Se refletirdes atentamente nestas causas, encontrareis a explicação de muitos fatos que a princípio causam admiração, mas dos quais cada qual possui uma certa intuição. Só a idéia não bastaria ao homem, se não se lhe desse o poder de exprimi-la. O calor é para a idéia o que o perispírito é para o Espírito, o que o vosso corpo é para a alma. Sem o corpo a alma seria impotente para agitar a matéria; sem o calor, a idéia seria impotente para comover os corações.

A conclusão desta comunicação é que jamais deveis abdicar de vossa razão, ao examinardes as inspirações que vos são submetidas. Quanto mais o médium tem idéias adquiridas, mas é ele susceptível de idéias preconcebidas, mais deve fazer tábula rasa de seus próprios pensamentos, abandonar as influências que o agitam e dar à sua consciência a abnegação necessária a uma boa comunicação.

II

DEUS NÃO SE VINGA

O que precede não passa de um preâmbulo destinado a servir de introdução a outras idéias. Falei-vos de idéias preconcebidas, mas há outras além das que vêm das inclinações do inspirado; há as que são conseqüência de uma instrução errônea, de uma interpretação acreditada num tempo mais ou menos longo,que tiveram sua razão de ser numa época em que a razão humana estava insuficientemente desenvolvida e que, passadas ao estado crônico, só podem ser modificados por esforços heróicos, sobretudo quando têm para si a autoridade do ensino religioso e de livros reservados. Uma destas idéias é esta: Deus se vinga. Que um homem, ferido em seu orgulho, em sua pessoa ou em seus interesses, se vingue, isto se concebe; embora culpado tal vingança está dentro dos limites das imperfeições humanas. Mas um pai que se vinga nos filhos levanta a indignação geral, porque cada um sente que um pai, encarregado da tarefa de criar os seus filhos,pode corrigir-lhes os erros e os defeitos por todos os meios ao seu alcance, mas a vingança lhe é interdita, sob pena de tornar-se estranho a todos os direitos da paternidade. Sob o nome de vindita pública, a sociedade que desaparece vingava-se dos culpados; a punição infligida, muitas vezes cruel, não passava de vingança sobre as más ações do homem perverso; ela não se preocupava absolutamente com a reabilitação desse homem, deixando a Deus o cuidado de o punir ou de o perdoar. Bastava-lhe ferir pelo terror, que julgava salutar, os futuros
culpados. A sociedade que surge não pensa mais assim; se ainda não age em vista da reeducação do culpado, ao menos compreende o que a vingança contém de odioso por si mesma; salvaguardar a sociedade contra os ataques de um criminoso lhe basta e, ajudada pelo temor de um erro judiciário, em breve a pena capital desaparecerá dos vossos códigos.

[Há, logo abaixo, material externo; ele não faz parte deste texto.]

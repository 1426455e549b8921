mod runtime;

pub use runtime::{
    adoptium_binary_url, ensure_runtime, find_java_executable, normalize_layout, RuntimeRequest,
};
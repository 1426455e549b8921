// ─── Provisioning Pipeline ───
// Runtime → version (client, libraries, assets) → loader → bundle.

use std::path::PathBuf;

use tracing::{info, warn};

use crate::core::bundle::{ensure_bundle, BundleRequest};
use crate::core::context::InstallContext;
use crate::core::error::{LauncherError, LauncherResult};
use crate::core::java::{adoptium_binary_url, ensure_runtime, RuntimeRequest};
use crate::core::loaders::{LoaderInstall, LoaderInstaller};
use crate::core::progress::{Phase, ProgressEvent};
use crate::core::state::{JavaChoice, JavaPreset, LauncherConfig};
use crate::core::version::{install_version, AssetOptions, ResolvedVersion};

/// Outcome of a full provisioning run.
#[derive(Debug, Clone)]
pub struct ProvisionReport {
    pub java: PathBuf,
    pub version: ResolvedVersion,
    pub loader: Option<LoaderInstall>,
    pub bundle_installed: bool,
}

impl ProvisionReport {
    /// Loader libraries that could not be fetched from any mirror.
    pub fn missing_libraries(&self) -> &[String] {
        self.loader
            .as_ref()
            .map_or(&[], |loader| loader.missing_libraries.as_slice())
    }
}

/// Runs every install step in order, each one skipping work already on disk.
pub struct Provisioner<'a> {
    config: &'a LauncherConfig,
    java: &'a JavaChoice,
}

impl<'a> Provisioner<'a> {
    pub fn new(config: &'a LauncherConfig, java: &'a JavaChoice) -> Self {
        Self { config, java }
    }

    pub async fn run(&self, ctx: InstallContext<'_>) -> LauncherResult<ProvisionReport> {
        let config = self.config;

        let java = self.provision_java(ctx).await?;

        let version = install_version(
            ctx,
            &config.manifest_url,
            &config.game_version,
            AssetOptions {
                resources_url: &config.resources_url,
                concurrency: config.asset_concurrency,
            },
        )
        .await?;

        if let Some(required) = version.details.required_java_major() {
            let bundled = matches!(self.java, JavaChoice::Named(JavaPreset::Bundled));
            if bundled && required != config.java.major {
                warn!(
                    "Minecraft {} asks for Java {}, bundled runtime is Java {}",
                    config.game_version, required, config.java.major
                );
            }
        }

        let loader = match &config.loader {
            Some(loader) => {
                let mut installer =
                    LoaderInstaller::new(loader.kind, &config.game_version, &loader.version)
                        .with_fallback_maven(loader.fallback_maven.as_str());
                if let Some(meta_url) = &loader.meta_url {
                    installer = installer.with_meta_base(meta_url.as_str());
                }
                Some(installer.install(ctx).await?)
            }
            None => None,
        };

        let bundle_installed = match &config.bundle {
            Some(bundle) => {
                let request = BundleRequest::new(&bundle.url, ctx.layout.root(), &bundle.marker);
                ensure_bundle(ctx, &request).await?
            }
            None => false,
        };

        ctx.progress
            .emit(ProgressEvent::new(Phase::Launch, "Ready to launch", 100));
        info!("Provisioning of {} complete", config.game_version);

        Ok(ProvisionReport {
            java,
            version,
            loader,
            bundle_installed,
        })
    }

    async fn provision_java(&self, ctx: InstallContext<'_>) -> LauncherResult<PathBuf> {
        match self.java {
            JavaChoice::Named(JavaPreset::Bundled) => {
                let java = &self.config.java;
                let url = java
                    .url
                    .clone()
                    .unwrap_or_else(|| adoptium_binary_url(java.major, &ctx.platform));
                let install_root = ctx.layout.runtime_dir();
                let request = RuntimeRequest {
                    url: &url,
                    install_root: &install_root,
                    sha256: java.sha256.as_deref(),
                    dir_prefix: &java.dir_prefix,
                };
                ensure_runtime(ctx, &request).await
            }
            JavaChoice::Path(path) => {
                if !path.is_file() {
                    return Err(LauncherError::JavaExecution(format!(
                        "Configured Java not found: {:?}",
                        path
                    )));
                }
                info!("Using configured Java at {:?}", path);
                Ok(path.clone())
            }
        }
    }
}
// ─── Archive Extraction ───
// Blocking zip / tar.gz extraction; call from `spawn_blocking` inside async code.

use std::fs::File;
use std::io::Read;
use std::path::{Path, PathBuf};

use flate2::read::GzDecoder;
use tracing::debug;

use crate::core::error::{LauncherError, LauncherResult};

#[derive(Debug, Clone, Copy, PartialEq, Eq)]
pub enum ArchiveFormat {
    Zip,
    TarGz,
}

/// Identify an archive by its leading magic bytes.
pub fn detect_format(path: &Path) -> LauncherResult<ArchiveFormat> {
    let mut magic = [0_u8; 4];
    let mut file = File::open(path).map_err(|e| LauncherError::io(path, e))?;
    let read = file.read(&mut magic).map_err(|e| LauncherError::io(path, e))?;

    match &magic[..read] {
        [b'P', b'K', 0x03, 0x04] | [b'P', b'K', 0x05, 0x06] => Ok(ArchiveFormat::Zip),
        [0x1f, 0x8b, ..] => Ok(ArchiveFormat::TarGz),
        _ => Err(LauncherError::Other(format!(
            "Unsupported archive format: {:?}",
            path
        ))),
    }
}

/// Extract `archive` into `dest`, overwriting existing files. Returns the number of
/// files written.
pub fn extract_archive(archive: &Path, dest: &Path) -> LauncherResult<usize> {
    std::fs::create_dir_all(dest).map_err(|e| LauncherError::io(dest, e))?;
    let written = match detect_format(archive)? {
        ArchiveFormat::Zip => extract_zip_with(archive, dest, |name| Some(name.to_path_buf()))?,
        ArchiveFormat::TarGz => extract_tar_gz(archive, dest)?,
    };
    debug!("Extracted {} files from {:?} into {:?}", written, archive, dest);
    Ok(written)
}

/// Extract the zip entries for which `map` returns a destination (relative to
/// `dest`). Entries with unsafe names are skipped.
pub fn extract_zip_with<F>(archive: &Path, dest: &Path, mut map: F) -> LauncherResult<usize>
where
    F: FnMut(&Path) -> Option<PathBuf>,
{
    let file = File::open(archive).map_err(|e| LauncherError::io(archive, e))?;
    let mut zip = zip::ZipArchive::new(file)?;
    let mut written = 0;

    for index in 0..zip.len() {
        let mut entry = zip.by_index(index)?;
        let Some(name) = entry.enclosed_name() else {
            debug!("Skipping unsafe zip entry {:?}", entry.name());
            continue;
        };
        let Some(relative) = map(&name) else {
            continue;
        };
        let out_path = dest.join(relative);

        if entry.is_dir() {
            std::fs::create_dir_all(&out_path).map_err(|e| LauncherError::io(&out_path, e))?;
            continue;
        }

        if let Some(parent) = out_path.parent() {
            std::fs::create_dir_all(parent).map_err(|e| LauncherError::io(parent, e))?;
        }
        let mut out = File::create(&out_path).map_err(|e| LauncherError::io(&out_path, e))?;
        std::io::copy(&mut entry, &mut out).map_err(|e| LauncherError::io(&out_path, e))?;

        #[cfg(unix)]
        if let Some(mode) = entry.unix_mode() {
            use std::os::unix::fs::PermissionsExt;
            std::fs::set_permissions(&out_path, std::fs::Permissions::from_mode(mode))
                .map_err(|e| LauncherError::io(&out_path, e))?;
        }

        written += 1;
    }

    Ok(written)
}

fn extract_tar_gz(archive: &Path, dest: &Path) -> LauncherResult<usize> {
    let file = File::open(archive).map_err(|e| LauncherError::io(archive, e))?;
    let mut tar = tar::Archive::new(GzDecoder::new(file));
    tar.set_preserve_permissions(true);
    tar.set_overwrite(true);

    let mut written = 0;
    for entry in tar.entries().map_err(|e| LauncherError::io(archive, e))? {
        let mut entry = entry.map_err(|e| LauncherError::io(archive, e))?;
        let is_file = entry.header().entry_type().is_file();
        // unpack_in refuses entries that would land outside `dest`.
        let unpacked = entry.unpack_in(dest).map_err(|e| LauncherError::io(dest, e))?;
        if unpacked && is_file {
            written += 1;
        }
    }
    Ok(written)
}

Se hoje a sociedade se julga muito forte em frente a um culpado para se deixar tomar pela cólera e dele vingar-se, como quereis que Deus, participando de vossas fraquezas, se deixe tomar por um sentimento irascível e fira por vingança um pecador chamado ao arrependimento? Crer na cólera divina é um orgulho da Humanidade, que se imagina pesar bastante na balança divina. Se a planta do vosso jardim não se desenvolve a contento, ireis encolerizar-vos e vos vingar dela? Não; se puderdes a soerguereis, apoiá-la-eis em estacas e, se necessário, a transplantareis, mas não vos vingareis. Assim faz Deus.

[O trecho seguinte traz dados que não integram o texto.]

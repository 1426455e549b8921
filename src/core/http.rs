use std::time::Duration;

use reqwest::header::{HeaderMap, HeaderValue, ACCEPT_ENCODING};
use reqwest::redirect::Policy;
use reqwest::Client;

pub const APP_USER_AGENT: &str = concat!("SheihuLauncher/", env!("CARGO_PKG_VERSION"));

/// Shared client for every upstream endpoint.
///
/// Redirects are followed by the downloader itself so that relative
/// `Location` headers and the hop limit behave the same for every request.
/// `identity` encoding keeps `Content-Length` usable for progress.
pub fn build_http_client() -> Result<Client, reqwest::Error> {
    let mut default_headers = HeaderMap::new();
    default_headers.insert(ACCEPT_ENCODING, HeaderValue::from_static("identity"));

    Client::builder()
        .user_agent(APP_USER_AGENT)
        .default_headers(default_headers)
        .redirect(Policy::none())
        .connect_timeout(Duration::from_secs(30))
        .build()
}
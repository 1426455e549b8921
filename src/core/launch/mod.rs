mod arguments;
mod classpath;
mod task;

pub use arguments::{expand, substitute, Placeholders};
pub use classpath::{build_classpath, extract_natives, join_classpath};
pub use task::{launch, LaunchInput, LaunchOutcome, LaunchPlan};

Vingar-se, Deus? que blasfêmia! que amesquinhamento da grandeza divina! quanta ignorância da distância infinita que separa o Criador da criatura! Quanto esquecimento de sua bondade e de sua justiça! Deus viria, numa existência em que não vos resta nenhuma lembrança dos vossos erros passados, fazer-vos pagar muito caro as faltas cometidas numa época apagada em vosso ser! Não, não! Deus não age assim; ele entrava o impulso de uma paixão funesta, corrige o orgulho inato por uma humildade forçada, retifica o egoísmo do passado pela urgência de uma necessidade presente, que leva a desejar a existência de um sentimento que o homem nem conheceu, nem experimentou. Como pai, corrige,mas, também como pai, Deus não se vinga.

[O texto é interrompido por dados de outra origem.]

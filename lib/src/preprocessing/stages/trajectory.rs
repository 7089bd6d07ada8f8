//! Join of the precomputed per-flight trajectory feature store.
//!
//! The store is produced by a separate batch job. This stage only joins it and
//! refuses to continue when the store does not cover the dataset.

use crate::dataset::{Dataset, FLIGHT_ID};
use crate::error::{PipelineError, Result};
use crate::preprocessing::cache::content_fingerprint;
use crate::preprocessing::reference::ReferenceTable;
use crate::preprocessing::Preprocessor;
use crate::table::io;
use std::path::PathBuf;
use tracing::{info, warn};

#[derive(Debug, Clone)]
pub struct TrajectoryPreprocessor {
    store: PathBuf,
}

impl TrajectoryPreprocessor {
    pub fn new(store: impl Into<PathBuf>) -> Self {
        Self {
            store: store.into(),
        }
    }

    fn load_store(&self) -> Result<ReferenceTable> {
        if !self.store.exists() {
            return Err(PipelineError::Config(format!(
                "trajectory feature store not found at {}; run the trajectory batch job first",
                self.store.display()
            )));
        }
        let table = io::read_csv(&self.store)?;
        if !table.has_column(FLIGHT_ID) {
            return Err(PipelineError::Config(format!(
                "trajectory feature store {} has no '{}' column",
                self.store.display(),
                FLIGHT_ID
            )));
        }
        ReferenceTable::from_table(table, FLIGHT_ID)
    }
}

impl Preprocessor for TrajectoryPreprocessor {
    fn name(&self) -> &str {
        "trajectory"
    }

    fn params(&self) -> serde_json::Value {
        serde_json::json!({
            "store": self.store.display().to_string(),
            "content": content_fingerprint(&self.store),
        })
    }

    fn process(&self, mut dataset: Dataset) -> Result<Dataset> {
        let store = self.load_store()?;
        let ids = dataset.table.column(FLIGHT_ID)?;

        let mut missing = 0;
        let mut first = None;
        for row in 0..ids.len() {
            let key = ids.key(row);
            if key.as_deref().and_then(|k| store.row_of(k)).is_none() {
                missing += 1;
                if first.is_none() {
                    first = Some(key.unwrap_or_else(|| "<missing id>".to_string()));
                }
            }
        }
        if let Some(first) = first {
            return Err(PipelineError::IncompleteFeatureStore { missing, first });
        }

        let fields: Vec<&str> = store
            .value_columns()
            .into_iter()
            .filter(|name| {
                let clash = dataset.table.has_column(name);
                if clash {
                    warn!(column = name, "trajectory feature shadows an existing column, skipped");
                }
                !clash
            })
            .collect();
        store.join_into(&mut dataset.table, FLIGHT_ID, &fields, "", None)?;
        info!(flights = dataset.len(), features = fields.len(), "trajectory features joined");
        Ok(dataset)
    }
}

#[cfg(test)]
mod tests {
    use super::*;
    use crate::table::{Column, Table};

    fn flights(ids: &[i64]) -> Dataset {
        let table = Table::from_columns(vec![
            Column::int("flight_id", ids.iter().map(|&i| Some(i)).collect()),
            Column::from_f64s("tow", &vec![1.0; ids.len()]),
        ])
        .unwrap();
        Dataset::new(table, "flights")
    }

    fn store(contents: &str) -> (tempfile::TempDir, PathBuf) {
        let dir = tempfile::tempdir().unwrap();
        let path = dir.path().join("trajectory_features.csv");
        std::fs::write(&path, contents).unwrap();
        (dir, path)
    }

    #[test]
    fn test_joins_by_flight_id() {
        let (_dir, path) = store("flight_id,climb_rate,cruise_alt\n1,1500,35000\n2,1800,37000\n3,1,1\n");
        let out = TrajectoryPreprocessor::new(&path).process(flights(&[2, 1])).unwrap();
        assert_eq!(out.len(), 2);
        assert_eq!(
            out.table.column("cruise_alt").unwrap().to_f64().unwrap(),
            vec![Some(37000.0), Some(35000.0)]
        );
    }

    #[test]
    fn test_missing_store_is_config() {
        let err = TrajectoryPreprocessor::new("/no/store.csv")
            .process(flights(&[1]))
            .unwrap_err();
        assert!(err.is_config());
    }

    #[test]
    fn test_incomplete_store_is_fatal() {
        let (_dir, path) = store("flight_id,climb_rate\n1,1500\n");
        let err = TrajectoryPreprocessor::new(&path)
            .process(flights(&[1, 7, 8]))
            .unwrap_err();
        match err {
            PipelineError::IncompleteFeatureStore { missing, first } => {
                assert_eq!(missing, 2);
                assert_eq!(first, "7");
            }
            other => panic!("unexpected error: {other:?}"),
        }
    }

    #[test]
    fn test_duplicate_store_keys() {
        let (_dir, path) = store("flight_id,climb_rate\n1,1500\n1,1600\n");
        let err = TrajectoryPreprocessor::new(&path)
            .process(flights(&[1]))
            .unwrap_err();
        assert!(matches!(err, PipelineError::DuplicateKey { .. }));
    }

    #[test]
    fn test_existing_columns_are_not_overwritten() {
        let (_dir, path) = store("flight_id,tow,climb_rate\n1,99,1500\n");
        let out = TrajectoryPreprocessor::new(&path).process(flights(&[1])).unwrap();
        assert_eq!(out.table.dense_f64("tow").unwrap(), vec![1.0]);
        assert!(out.table.has_column("climb_rate"));
    }

    #[test]
    fn test_regenerated_store_invalidates_cache() {
        use crate::preprocessing::{PreprocessingCache, Stage, DEFAULT_BYTES_LIMIT};

        let (_dir, path) = store("flight_id,climb_rate\n1,1500\n");
        let cache_dir = tempfile::tempdir().unwrap();
        let cache = PreprocessingCache::open(cache_dir.path(), DEFAULT_BYTES_LIMIT).unwrap();
        let cached = Stage::new(TrajectoryPreprocessor::new(&path));
        let uncached = Stage::new(TrajectoryPreprocessor::new(&path)).no_cache();

        cached.apply(flights(&[1]), Some(&cache)).unwrap();
        std::fs::write(&path, "flight_id,climb_rate\n1,2222\n").unwrap();

        let from_cache = cached.apply(flights(&[1]), Some(&cache)).unwrap();
        let fresh = uncached.apply(flights(&[1]), Some(&cache)).unwrap();
        assert_eq!(from_cache, fresh);
        assert_eq!(
            fresh.table.column("climb_rate").unwrap().to_f64().unwrap(),
            vec![Some(2222.0)]
        );
    }
}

Guardai-vos dessas idéias preconcebidas de vingança celeste, detritos perdidos de um erro antigo. Guardai-vos dessas tendências fatalistas, cuja porta está aberta para vossas doutrinas novas e que vos conduziriam diretamente ao quietismo oriental. A parte de liberdade do homem já não é bastante grande para diminuí-la ainda mais por crenças errôneas; quanto mais sentirdes vossa liberdade, sem dúvida maior será a vossa responsabilidade e tanto mais os esforços de vossa vontade vos conduzirão adiante, na senda do progresso.

Pascal

III

A VERDADE

A verdade, meu amigo, é uma dessas abstrações para as quais tende o Espírito humano incessantemente, sem jamais poder atingi-la. É preciso que ele tenda para ela, é uma das condições do progresso, mas, pela simples razão da imperfeição de sua natureza, ele não poderia alcançá-la. Seguindo a direção que segue a verdade em sua marcha ascendente, o Espírito humano está na via providencial, mas não lhe é dado ver o seu termo.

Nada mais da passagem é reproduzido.